= Task details =
Once every line below has been checked for "UnicodeWidthStr", give only the number of lines that have it.

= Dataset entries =
------------------------------------------------------------

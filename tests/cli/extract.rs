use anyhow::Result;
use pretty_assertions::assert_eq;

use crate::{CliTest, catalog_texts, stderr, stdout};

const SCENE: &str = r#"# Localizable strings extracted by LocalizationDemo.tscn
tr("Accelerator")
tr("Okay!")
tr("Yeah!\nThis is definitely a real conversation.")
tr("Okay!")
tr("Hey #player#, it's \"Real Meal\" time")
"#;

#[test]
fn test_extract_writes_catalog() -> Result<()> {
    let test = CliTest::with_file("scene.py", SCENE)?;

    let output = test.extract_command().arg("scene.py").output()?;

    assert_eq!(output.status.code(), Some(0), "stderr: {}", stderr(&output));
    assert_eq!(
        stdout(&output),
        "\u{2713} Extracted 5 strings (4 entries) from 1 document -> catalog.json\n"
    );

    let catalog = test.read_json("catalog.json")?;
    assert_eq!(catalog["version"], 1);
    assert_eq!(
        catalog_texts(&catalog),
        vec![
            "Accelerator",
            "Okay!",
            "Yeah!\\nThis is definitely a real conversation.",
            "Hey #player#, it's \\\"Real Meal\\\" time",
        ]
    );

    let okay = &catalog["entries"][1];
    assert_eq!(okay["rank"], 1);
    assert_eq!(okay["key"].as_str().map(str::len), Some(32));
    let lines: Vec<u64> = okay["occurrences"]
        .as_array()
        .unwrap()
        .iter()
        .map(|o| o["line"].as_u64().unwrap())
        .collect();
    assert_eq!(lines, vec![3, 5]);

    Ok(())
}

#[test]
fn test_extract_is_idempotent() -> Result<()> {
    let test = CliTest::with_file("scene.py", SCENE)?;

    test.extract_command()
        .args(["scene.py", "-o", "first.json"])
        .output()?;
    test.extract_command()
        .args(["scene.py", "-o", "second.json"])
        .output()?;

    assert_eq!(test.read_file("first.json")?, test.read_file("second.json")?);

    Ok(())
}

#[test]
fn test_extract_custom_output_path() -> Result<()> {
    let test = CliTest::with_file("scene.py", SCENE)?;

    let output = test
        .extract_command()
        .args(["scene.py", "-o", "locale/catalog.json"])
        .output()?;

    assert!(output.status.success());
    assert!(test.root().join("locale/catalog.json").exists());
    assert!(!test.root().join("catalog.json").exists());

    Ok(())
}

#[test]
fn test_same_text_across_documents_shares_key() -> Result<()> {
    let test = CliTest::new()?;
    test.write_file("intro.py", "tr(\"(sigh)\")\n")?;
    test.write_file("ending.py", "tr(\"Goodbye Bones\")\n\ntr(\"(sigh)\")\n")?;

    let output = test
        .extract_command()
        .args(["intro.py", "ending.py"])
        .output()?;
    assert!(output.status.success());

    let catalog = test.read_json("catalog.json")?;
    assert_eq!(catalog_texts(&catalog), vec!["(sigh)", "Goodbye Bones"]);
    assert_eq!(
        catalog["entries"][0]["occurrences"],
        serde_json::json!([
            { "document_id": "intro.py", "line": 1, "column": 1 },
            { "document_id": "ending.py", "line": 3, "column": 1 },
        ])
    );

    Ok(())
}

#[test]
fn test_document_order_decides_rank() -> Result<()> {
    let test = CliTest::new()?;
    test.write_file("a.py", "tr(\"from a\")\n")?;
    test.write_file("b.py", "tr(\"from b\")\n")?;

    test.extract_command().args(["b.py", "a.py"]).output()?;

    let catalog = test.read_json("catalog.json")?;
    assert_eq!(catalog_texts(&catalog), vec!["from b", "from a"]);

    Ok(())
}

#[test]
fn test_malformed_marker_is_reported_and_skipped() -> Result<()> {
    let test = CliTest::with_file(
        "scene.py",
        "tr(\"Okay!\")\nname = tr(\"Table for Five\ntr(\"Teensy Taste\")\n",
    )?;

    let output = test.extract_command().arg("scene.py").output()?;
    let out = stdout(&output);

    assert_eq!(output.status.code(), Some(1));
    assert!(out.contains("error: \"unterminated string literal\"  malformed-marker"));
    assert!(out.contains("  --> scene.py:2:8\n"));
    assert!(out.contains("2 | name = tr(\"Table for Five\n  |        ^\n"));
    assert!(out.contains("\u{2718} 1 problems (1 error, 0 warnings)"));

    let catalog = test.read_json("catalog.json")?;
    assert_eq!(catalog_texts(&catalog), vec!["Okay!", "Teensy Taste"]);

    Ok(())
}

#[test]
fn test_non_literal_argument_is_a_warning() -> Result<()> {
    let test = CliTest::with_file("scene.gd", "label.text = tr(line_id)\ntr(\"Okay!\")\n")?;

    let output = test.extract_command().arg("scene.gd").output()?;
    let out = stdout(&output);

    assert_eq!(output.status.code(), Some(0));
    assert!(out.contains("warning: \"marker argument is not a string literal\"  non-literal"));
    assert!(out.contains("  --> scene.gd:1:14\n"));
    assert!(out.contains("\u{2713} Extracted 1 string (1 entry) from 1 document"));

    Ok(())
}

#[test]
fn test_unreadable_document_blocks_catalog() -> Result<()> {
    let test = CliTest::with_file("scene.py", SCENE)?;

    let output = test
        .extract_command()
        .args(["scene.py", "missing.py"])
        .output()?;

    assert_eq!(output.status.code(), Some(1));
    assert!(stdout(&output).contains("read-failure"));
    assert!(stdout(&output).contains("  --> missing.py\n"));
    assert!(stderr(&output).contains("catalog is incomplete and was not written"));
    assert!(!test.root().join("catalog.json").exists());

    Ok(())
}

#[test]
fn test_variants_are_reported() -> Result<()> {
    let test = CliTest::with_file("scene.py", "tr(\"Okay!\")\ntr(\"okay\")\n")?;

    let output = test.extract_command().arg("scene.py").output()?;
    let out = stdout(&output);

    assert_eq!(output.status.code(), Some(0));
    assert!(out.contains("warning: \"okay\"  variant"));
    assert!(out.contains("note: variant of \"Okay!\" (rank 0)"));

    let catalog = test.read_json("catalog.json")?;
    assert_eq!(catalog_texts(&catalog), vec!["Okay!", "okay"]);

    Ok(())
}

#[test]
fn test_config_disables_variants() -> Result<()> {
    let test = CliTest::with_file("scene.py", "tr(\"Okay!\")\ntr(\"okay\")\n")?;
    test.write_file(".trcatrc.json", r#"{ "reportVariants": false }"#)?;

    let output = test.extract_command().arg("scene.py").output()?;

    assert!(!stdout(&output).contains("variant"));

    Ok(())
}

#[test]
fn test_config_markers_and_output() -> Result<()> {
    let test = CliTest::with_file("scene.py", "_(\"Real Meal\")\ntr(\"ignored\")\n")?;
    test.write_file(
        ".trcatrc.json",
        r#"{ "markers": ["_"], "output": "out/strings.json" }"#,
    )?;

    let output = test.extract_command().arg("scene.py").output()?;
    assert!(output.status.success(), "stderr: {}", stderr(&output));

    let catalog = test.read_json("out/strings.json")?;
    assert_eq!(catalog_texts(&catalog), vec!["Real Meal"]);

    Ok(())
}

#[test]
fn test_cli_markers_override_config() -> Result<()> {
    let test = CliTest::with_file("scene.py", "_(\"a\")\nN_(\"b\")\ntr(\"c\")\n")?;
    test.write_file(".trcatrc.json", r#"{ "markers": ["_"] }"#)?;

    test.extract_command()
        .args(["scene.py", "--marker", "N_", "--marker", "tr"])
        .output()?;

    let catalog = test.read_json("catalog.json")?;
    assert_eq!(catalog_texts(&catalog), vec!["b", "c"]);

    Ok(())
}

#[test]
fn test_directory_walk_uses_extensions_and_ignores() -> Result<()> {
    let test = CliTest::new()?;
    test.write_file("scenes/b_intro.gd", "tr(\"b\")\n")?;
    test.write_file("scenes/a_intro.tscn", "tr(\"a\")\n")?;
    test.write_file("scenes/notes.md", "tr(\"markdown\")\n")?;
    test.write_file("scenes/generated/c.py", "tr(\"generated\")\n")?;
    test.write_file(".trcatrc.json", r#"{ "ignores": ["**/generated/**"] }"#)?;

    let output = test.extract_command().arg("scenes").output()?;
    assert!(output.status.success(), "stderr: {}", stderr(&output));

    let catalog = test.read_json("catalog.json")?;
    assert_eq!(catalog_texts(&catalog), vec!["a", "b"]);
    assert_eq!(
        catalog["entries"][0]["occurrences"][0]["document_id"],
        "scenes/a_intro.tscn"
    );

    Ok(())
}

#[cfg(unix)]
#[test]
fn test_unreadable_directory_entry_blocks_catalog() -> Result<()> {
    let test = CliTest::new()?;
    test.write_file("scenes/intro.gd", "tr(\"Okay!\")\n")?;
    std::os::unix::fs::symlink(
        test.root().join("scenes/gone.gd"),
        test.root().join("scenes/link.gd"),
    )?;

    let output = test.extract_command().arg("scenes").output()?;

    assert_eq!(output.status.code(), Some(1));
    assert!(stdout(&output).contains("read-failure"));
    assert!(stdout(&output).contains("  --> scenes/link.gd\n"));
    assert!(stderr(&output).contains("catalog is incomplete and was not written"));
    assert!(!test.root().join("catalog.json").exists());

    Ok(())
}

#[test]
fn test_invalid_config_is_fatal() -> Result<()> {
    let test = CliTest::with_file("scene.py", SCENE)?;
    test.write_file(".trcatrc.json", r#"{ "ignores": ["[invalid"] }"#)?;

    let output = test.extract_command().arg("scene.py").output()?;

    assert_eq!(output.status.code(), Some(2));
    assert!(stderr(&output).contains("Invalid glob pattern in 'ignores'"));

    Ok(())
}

------------------------------------------------------------

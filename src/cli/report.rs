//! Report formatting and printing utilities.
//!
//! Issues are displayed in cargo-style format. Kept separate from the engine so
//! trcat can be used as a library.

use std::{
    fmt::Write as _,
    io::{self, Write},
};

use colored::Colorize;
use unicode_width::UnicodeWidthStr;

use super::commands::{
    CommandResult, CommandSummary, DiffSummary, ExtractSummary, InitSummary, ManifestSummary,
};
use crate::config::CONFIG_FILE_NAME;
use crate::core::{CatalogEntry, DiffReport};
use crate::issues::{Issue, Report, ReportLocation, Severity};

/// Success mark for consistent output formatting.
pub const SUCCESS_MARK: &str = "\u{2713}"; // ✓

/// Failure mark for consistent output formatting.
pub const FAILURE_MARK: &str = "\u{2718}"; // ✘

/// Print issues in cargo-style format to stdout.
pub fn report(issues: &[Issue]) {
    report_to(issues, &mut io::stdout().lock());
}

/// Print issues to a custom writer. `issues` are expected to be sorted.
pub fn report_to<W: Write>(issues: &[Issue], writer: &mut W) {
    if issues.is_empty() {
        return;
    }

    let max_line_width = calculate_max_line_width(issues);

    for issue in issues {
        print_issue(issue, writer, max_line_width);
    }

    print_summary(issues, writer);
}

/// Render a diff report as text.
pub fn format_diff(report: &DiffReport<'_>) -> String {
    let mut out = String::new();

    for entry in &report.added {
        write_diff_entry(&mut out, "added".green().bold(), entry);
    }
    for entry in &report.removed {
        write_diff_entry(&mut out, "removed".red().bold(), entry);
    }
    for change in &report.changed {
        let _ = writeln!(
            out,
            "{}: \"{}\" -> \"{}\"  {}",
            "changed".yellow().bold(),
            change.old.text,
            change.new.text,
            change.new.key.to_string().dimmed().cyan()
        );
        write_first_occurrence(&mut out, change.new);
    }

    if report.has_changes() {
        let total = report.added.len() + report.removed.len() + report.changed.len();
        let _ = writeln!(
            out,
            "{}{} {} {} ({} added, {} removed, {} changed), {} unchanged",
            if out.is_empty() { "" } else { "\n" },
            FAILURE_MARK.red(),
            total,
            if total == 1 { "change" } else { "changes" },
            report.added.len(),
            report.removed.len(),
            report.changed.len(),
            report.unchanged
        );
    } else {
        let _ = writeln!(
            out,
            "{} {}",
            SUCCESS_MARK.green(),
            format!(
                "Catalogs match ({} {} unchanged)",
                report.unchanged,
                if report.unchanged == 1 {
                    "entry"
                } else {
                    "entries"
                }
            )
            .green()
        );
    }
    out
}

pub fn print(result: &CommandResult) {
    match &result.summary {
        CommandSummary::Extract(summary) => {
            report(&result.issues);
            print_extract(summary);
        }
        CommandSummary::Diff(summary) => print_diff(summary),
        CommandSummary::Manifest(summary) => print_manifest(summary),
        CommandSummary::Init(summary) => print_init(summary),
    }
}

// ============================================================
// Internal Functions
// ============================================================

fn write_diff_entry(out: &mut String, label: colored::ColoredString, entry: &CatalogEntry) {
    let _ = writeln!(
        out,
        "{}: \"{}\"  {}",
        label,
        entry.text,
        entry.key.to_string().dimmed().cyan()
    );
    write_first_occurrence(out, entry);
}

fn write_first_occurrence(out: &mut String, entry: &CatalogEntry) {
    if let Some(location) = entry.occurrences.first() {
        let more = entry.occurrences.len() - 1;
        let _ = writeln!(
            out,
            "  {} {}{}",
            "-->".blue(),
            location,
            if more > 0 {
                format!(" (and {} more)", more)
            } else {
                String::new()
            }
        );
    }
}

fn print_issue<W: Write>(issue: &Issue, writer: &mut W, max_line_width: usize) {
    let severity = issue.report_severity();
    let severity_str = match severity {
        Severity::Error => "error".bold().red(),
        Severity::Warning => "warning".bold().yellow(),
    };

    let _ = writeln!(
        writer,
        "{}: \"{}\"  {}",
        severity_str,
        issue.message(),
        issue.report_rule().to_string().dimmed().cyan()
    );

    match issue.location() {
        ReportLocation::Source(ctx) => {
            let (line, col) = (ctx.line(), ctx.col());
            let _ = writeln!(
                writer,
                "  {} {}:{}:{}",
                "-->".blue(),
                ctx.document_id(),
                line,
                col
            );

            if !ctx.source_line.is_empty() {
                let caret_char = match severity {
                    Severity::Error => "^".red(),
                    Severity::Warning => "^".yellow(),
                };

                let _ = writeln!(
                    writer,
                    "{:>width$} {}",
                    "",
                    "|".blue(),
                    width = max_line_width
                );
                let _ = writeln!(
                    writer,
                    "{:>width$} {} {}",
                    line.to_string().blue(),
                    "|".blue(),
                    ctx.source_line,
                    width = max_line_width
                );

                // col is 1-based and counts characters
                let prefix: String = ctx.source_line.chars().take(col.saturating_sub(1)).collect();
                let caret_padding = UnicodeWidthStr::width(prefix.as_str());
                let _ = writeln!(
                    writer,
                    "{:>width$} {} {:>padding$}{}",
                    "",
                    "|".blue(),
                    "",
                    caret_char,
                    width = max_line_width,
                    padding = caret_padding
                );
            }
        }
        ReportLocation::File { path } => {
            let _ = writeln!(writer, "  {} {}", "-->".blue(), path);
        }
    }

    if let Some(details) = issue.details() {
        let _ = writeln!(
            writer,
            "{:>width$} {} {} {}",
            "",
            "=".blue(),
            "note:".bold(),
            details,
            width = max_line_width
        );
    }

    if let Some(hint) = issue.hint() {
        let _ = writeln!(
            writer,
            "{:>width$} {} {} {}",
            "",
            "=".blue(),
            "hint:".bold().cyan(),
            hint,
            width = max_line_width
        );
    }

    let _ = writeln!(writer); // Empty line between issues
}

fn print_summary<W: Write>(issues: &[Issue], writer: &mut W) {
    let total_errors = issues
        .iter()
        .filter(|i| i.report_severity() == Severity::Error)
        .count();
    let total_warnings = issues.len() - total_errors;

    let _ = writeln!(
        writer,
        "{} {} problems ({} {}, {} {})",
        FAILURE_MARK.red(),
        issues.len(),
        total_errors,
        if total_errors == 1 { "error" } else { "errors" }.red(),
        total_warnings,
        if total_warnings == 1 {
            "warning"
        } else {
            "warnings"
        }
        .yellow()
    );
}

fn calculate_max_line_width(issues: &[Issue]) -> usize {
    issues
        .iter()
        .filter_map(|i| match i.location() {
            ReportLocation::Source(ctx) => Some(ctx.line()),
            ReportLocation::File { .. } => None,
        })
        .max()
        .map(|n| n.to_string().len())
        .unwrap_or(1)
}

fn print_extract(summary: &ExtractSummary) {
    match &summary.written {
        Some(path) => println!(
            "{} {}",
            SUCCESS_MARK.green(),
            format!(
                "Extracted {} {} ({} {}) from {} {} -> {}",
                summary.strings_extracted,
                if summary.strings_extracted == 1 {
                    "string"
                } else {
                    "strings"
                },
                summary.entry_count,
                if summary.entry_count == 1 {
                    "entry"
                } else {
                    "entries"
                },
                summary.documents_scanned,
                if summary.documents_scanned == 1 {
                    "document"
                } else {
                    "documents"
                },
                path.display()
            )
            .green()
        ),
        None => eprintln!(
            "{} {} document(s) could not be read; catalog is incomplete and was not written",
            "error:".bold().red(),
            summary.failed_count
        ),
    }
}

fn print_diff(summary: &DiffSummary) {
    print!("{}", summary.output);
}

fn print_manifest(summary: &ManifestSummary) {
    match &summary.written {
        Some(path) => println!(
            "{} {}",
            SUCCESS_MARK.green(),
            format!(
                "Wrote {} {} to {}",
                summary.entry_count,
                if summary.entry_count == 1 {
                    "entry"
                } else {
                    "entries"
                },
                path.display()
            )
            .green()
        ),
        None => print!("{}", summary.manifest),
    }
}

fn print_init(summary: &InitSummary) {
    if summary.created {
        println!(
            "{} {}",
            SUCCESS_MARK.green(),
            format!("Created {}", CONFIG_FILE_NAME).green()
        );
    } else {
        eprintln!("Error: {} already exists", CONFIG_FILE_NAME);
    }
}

------------------------------------------------------------

= Finished exercise =
2